Print out the data below with every line intact.

- **Dataset entries**:
┌──
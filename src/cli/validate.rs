// SPDX-License-Identifier: MIT OR Apache-2.0
// Copyright (c) 2025 dagflow contributors

//! Validate command - check pipeline configuration

use colored::Colorize;
use miette::Result;
use std::path::PathBuf;

use super::Context;
use crate::errors::RecoverySuggestion;
use crate::pipeline::{PipelineFile, PipelineValidator};
use crate::utils::{print_success, print_warning};

/// Run the validate command
pub async fn run(ctx: &Context, pipeline_path: PathBuf) -> Result<()> {
    println!("{}", "Validating pipeline...".bold());
    println!();

    let file = match PipelineFile::from_file(&pipeline_path) {
        Ok(file) => file,
        Err(e) => {
            eprintln!("  {} Failed to load pipeline", "✗".red());
            if let Some(suggestion) = RecoverySuggestion::for_error(&e) {
                eprintln!();
                eprintln!("{}", suggestion);
            }
            return Err(e.into());
        }
    };
    print_success("Pipeline file is valid YAML");

    let builder = file.to_builder()?;
    let validation = PipelineValidator::validate(&builder);

    if !validation.errors.is_empty() {
        println!();
        println!("{}:", "Errors".red().bold());
        for error in &validation.errors {
            println!("  {} {}", "✗".red(), error);
        }
    }

    if !validation.warnings.is_empty() {
        println!();
        println!("{}:", "Warnings".yellow().bold());
        for warning in &validation.warnings {
            print_warning(warning);
        }
    }

    if ctx.verbose {
        println!();
        println!("{}:", "Pipeline summary".bold());
        println!("  Name: {}", file.name);
        println!("  Parameters: {}", file.parameters.len());
        println!("  Tasks: {}", builder.nodes().len());
        for node in builder.nodes() {
            let condition = if node.condition().is_empty() {
                String::new()
            } else {
                format!(" [if {}]", node.condition())
            };
            println!(
                "    - {} ({}){}",
                node.id(),
                node.definition().name,
                condition.dimmed()
            );
        }
    }

    println!();

    if validation.is_valid() {
        if validation.has_warnings() {
            println!("{}", "Pipeline is valid but has warnings.".yellow().bold());
        } else {
            println!("{}", "Pipeline is valid!".green().bold());
        }
        return Ok(());
    }

    if let Err(first) = builder.seal() {
        if let Some(suggestion) = RecoverySuggestion::for_error(&first) {
            println!("{}", suggestion);
        }
    }
    Err(miette::miette!("Pipeline validation failed"))
}
// SPDX-License-Identifier: MIT OR Apache-2.0
// Copyright (c) 2025 dagflow contributors

//! `dagflow.toml` configuration
//!
//! Looked up in this order: an explicit path, `./dagflow.toml`, then the
//! user config directory. Missing files mean defaults.

use directories::ProjectDirs;
use serde::{Deserialize, Serialize};
use std::path::{Path, PathBuf};
use std::time::Duration;
use tracing::debug;

use crate::errors::DagflowError;
use crate::scheduler::SchedulerConfig;

/// Configuration file name
pub const CONFIG_FILE: &str = "dagflow.toml";

/// Default state directory, relative to the working directory
pub const DEFAULT_STATE_DIR: &str = ".dagflow";

#[derive(Debug, Clone, Default, PartialEq, Serialize, Deserialize)]
#[serde(default)]
pub struct SchedulerSection {
    pub max_workers: Option<usize>,
    pub cancel_grace_ms: Option<u64>,
}

#[derive(Debug, Clone, Default, PartialEq, Serialize, Deserialize)]
#[serde(default)]
pub struct StorageSection {
    /// Tracker documents and stored manifests
    pub state_dir: Option<PathBuf>,
    /// Root for local artifacts; defaults to `<state_dir>/artifacts`
    pub artifact_root: Option<PathBuf>,
}

#[derive(Debug, Clone, Default, PartialEq, Serialize, Deserialize)]
#[serde(default)]
pub struct DagflowConfig {
    pub scheduler: SchedulerSection,
    pub storage: StorageSection,
}

impl DagflowConfig {
    pub fn from_toml(text: &str) -> Result<Self, DagflowError> {
        toml::from_str(text).map_err(Into::into)
    }

    pub fn from_file(path: &Path) -> Result<Self, DagflowError> {
        let content = std::fs::read_to_string(path).map_err(|e| DagflowError::FileReadError {
            path: path.to_path_buf(),
            error: e.to_string(),
        })?;
        debug!(path = %path.display(), "Loading configuration");
        Self::from_toml(&content)
    }

    /// Load configuration; an explicit path must exist, the others are optional
    pub fn load(explicit: Option<&Path>) -> Result<Self, DagflowError> {
        if let Some(path) = explicit {
            return Self::from_file(path);
        }

        let local = PathBuf::from(CONFIG_FILE);
        if local.exists() {
            return Self::from_file(&local);
        }

        if let Some(dirs) = ProjectDirs::from("", "", "dagflow") {
            let user = dirs.config_dir().join(CONFIG_FILE);
            if user.exists() {
                return Self::from_file(&user);
            }
        }

        debug!("No configuration file found, using defaults");
        Ok(Self::default())
    }

    /// Apply command-line and environment overrides
    pub fn with_overrides(mut self, state_dir: Option<PathBuf>, max_workers: Option<usize>) -> Self {
        if state_dir.is_some() {
            self.storage.state_dir = state_dir;
        }
        if max_workers.is_some() {
            self.scheduler.max_workers = max_workers;
        }
        self
    }

    pub fn state_dir(&self) -> PathBuf {
        self.storage
            .state_dir
            .clone()
            .unwrap_or_else(|| PathBuf::from(DEFAULT_STATE_DIR))
    }

    pub fn artifact_root(&self) -> PathBuf {
        self.storage
            .artifact_root
            .clone()
            .unwrap_or_else(|| self.state_dir().join("artifacts"))
    }

    pub fn scheduler_config(&self) -> SchedulerConfig {
        let mut config = SchedulerConfig::default();
        if let Some(workers) = self.scheduler.max_workers {
            config = config.with_max_workers(workers);
        }
        if let Some(ms) = self.scheduler.cancel_grace_ms {
            config = config.with_cancel_grace(Duration::from_millis(ms));
        }
        config
    }
}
└──
- **Completed exercise**:
filename src/cli/validate.rs
// SPDX-License-Identifier: MIT OR Apache-2.0
// Copyright (c) 2025 dagflow contributors

//! Validate command - check pipeline configuration

use colored::Colorize;
use miette::Result;
use std::path::PathBuf;

use super::Context;
use crate::errors::RecoverySuggestion;
use crate::pipeline::{PipelineFile, PipelineValidator};
use crate::utils::{print_success, print_warning};

/// Run the validate command
pub async fn run(ctx: &Context, pipeline_path: PathBuf) -> Result<()> {
    println!("{}", "Validating pipeline...".bold());
    println!();

    let file = match PipelineFile::from_file(&pipeline_path) {
        Ok(file) => file,
        Err(e) => {
            eprintln!("  {} Failed to load pipeline", "✗".red());
            if let Some(suggestion) = RecoverySuggestion::for_error(&e) {
                eprintln!();
                eprintln!("{}", suggestion);
            }
            return Err(e.into());
        }
    };
    print_success("Pipeline file is valid YAML");

    let builder = file.to_builder()?;
    let validation = PipelineValidator::validate(&builder);

    if !validation.errors.is_empty() {
        println!();
        println!("{}:", "Errors".red().bold());
        for error in &validation.errors {
            println!("  {} {}", "✗".red(), error);
        }
    }

    if !validation.warnings.is_empty() {
        println!();
        println!("{}:", "Warnings".yellow().bold());
        for warning in &validation.warnings {
            print_warning(warning);
        }
    }

    if ctx.verbose {
        println!();
        println!("{}:", "Pipeline summary".bold());
        println!("  Name: {}", file.name);
        println!("  Parameters: {}", file.parameters.len());
        println!("  Tasks: {}", builder.nodes().len());
        for node in builder.nodes() {
            let condition = if node.condition().is_empty() {
                String::new()
            } else {
                format!(" [if {}]", node.condition())
            };
            println!(
                "    - {} ({}){}",
                node.id(),
                node.definition().name,
                condition.dimmed()
            );
        }
    }

    println!();

    if validation.is_valid() {
        if validation.has_warnings() {
            println!("{}", "Pipeline is valid but has warnings.".yellow().bold());
        } else {
            println!("{}", "Pipeline is valid!".green().bold());
        }
        return Ok(());
    }

    if let Err(first) = builder.seal() {
        if let Some(suggestion) = RecoverySuggestion::for_error(&first) {
            println!("{}", suggestion);
        }
    }
    Err(miette::miette!("Pipeline validation failed"))
}
// SPDX-License-Identifier: MIT OR Apache-2.0
// Copyright (c) 2025 dagflow contributors

//! `dagflow.toml` configuration
//!
//! Looked up in this order: an explicit path, `./dagflow.toml`, then the
//! user config directory. Missing files mean defaults.

use directories::ProjectDirs;
use serde::{Deserialize, Serialize};
use std::path::{Path, PathBuf};
use std::time::Duration;
use tracing::debug;

use crate::errors::DagflowError;
use crate::scheduler::SchedulerConfig;

/// Configuration file name
pub const CONFIG_FILE: &str = "dagflow.toml";

/// Default state directory, relative to the working directory
pub const DEFAULT_STATE_DIR: &str = ".dagflow";

#[derive(Debug, Clone, Default, PartialEq, Serialize, Deserialize)]
#[serde(default)]
pub struct SchedulerSection {
    pub max_workers: Option<usize>,
    pub cancel_grace_ms: Option<u64>,
}

#[derive(Debug, Clone, Default, PartialEq, Serialize, Deserialize)]
#[serde(default)]
pub struct StorageSection {
    /// Tracker documents and stored manifests
    pub state_dir: Option<PathBuf>,
    /// Root for local artifacts; defaults to `<state_dir>/artifacts`
    pub artifact_root: Option<PathBuf>,
}

#[derive(Debug, Clone, Default, PartialEq, Serialize, Deserialize)]
#[serde(default)]
pub struct DagflowConfig {
    pub scheduler: SchedulerSection,
    pub storage: StorageSection,
}

impl DagflowConfig {
    pub fn from_toml(text: &str) -> Result<Self, DagflowError> {
        toml::from_str(text).map_err(Into::into)
    }

    pub fn from_file(path: &Path) -> Result<Self, DagflowError> {
        let content = std::fs::read_to_string(path).map_err(|e| DagflowError::FileReadError {
            path: path.to_path_buf(),
            error: e.to_string(),
        })?;
        debug!(path = %path.display(), "Loading configuration");
        Self::from_toml(&content)
    }

    /// Load configuration; an explicit path must exist, the others are optional
    pub fn load(explicit: Option<&Path>) -> Result<Self, DagflowError> {
        if let Some(path) = explicit {
            return Self::from_file(path);
        }

        let local = PathBuf::from(CONFIG_FILE);
        if local.exists() {
            return Self::from_file(&local);
        }

        if let Some(dirs) = ProjectDirs::from("", "", "dagflow") {
            let user = dirs.config_dir().join(CONFIG_FILE);
            if user.exists() {
                return Self::from_file(&user);
            }
        }

        debug!("No configuration file found, using defaults");
        Ok(Self::default())
    }

    /// Apply command-line and environment overrides
    pub fn with_overrides(mut self, state_dir: Option<PathBuf>, max_workers: Option<usize>) -> Self {
        if state_dir.is_some() {
            self.storage.state_dir = state_dir;
        }
        if max_workers.is_some() {
            self.scheduler.max_workers = max_workers;
        }
        self
    }

    pub fn state_dir(&self) -> PathBuf {
        self.storage
            .state_dir
            .clone()
            .unwrap_or_else(|| PathBuf::from(DEFAULT_STATE_DIR))
    }

    pub fn artifact_root(&self) -> PathBuf {
        self.storage
            .artifact_root
            .clone()
            .unwrap_or_else(|| self.state_dir().join("artifacts"))
    }

    pub fn scheduler_config(&self) -> SchedulerConfig {
        let mut config = SchedulerConfig::default();
        if let Some(workers) = self.scheduler.max_workers {
            config = config.with_max_workers(workers);
        }
        if let Some(ms) = self.scheduler.cancel_grace_ms {
            config = config.with_cancel_grace(Duration::from_millis(ms));
        }
        config
    }
}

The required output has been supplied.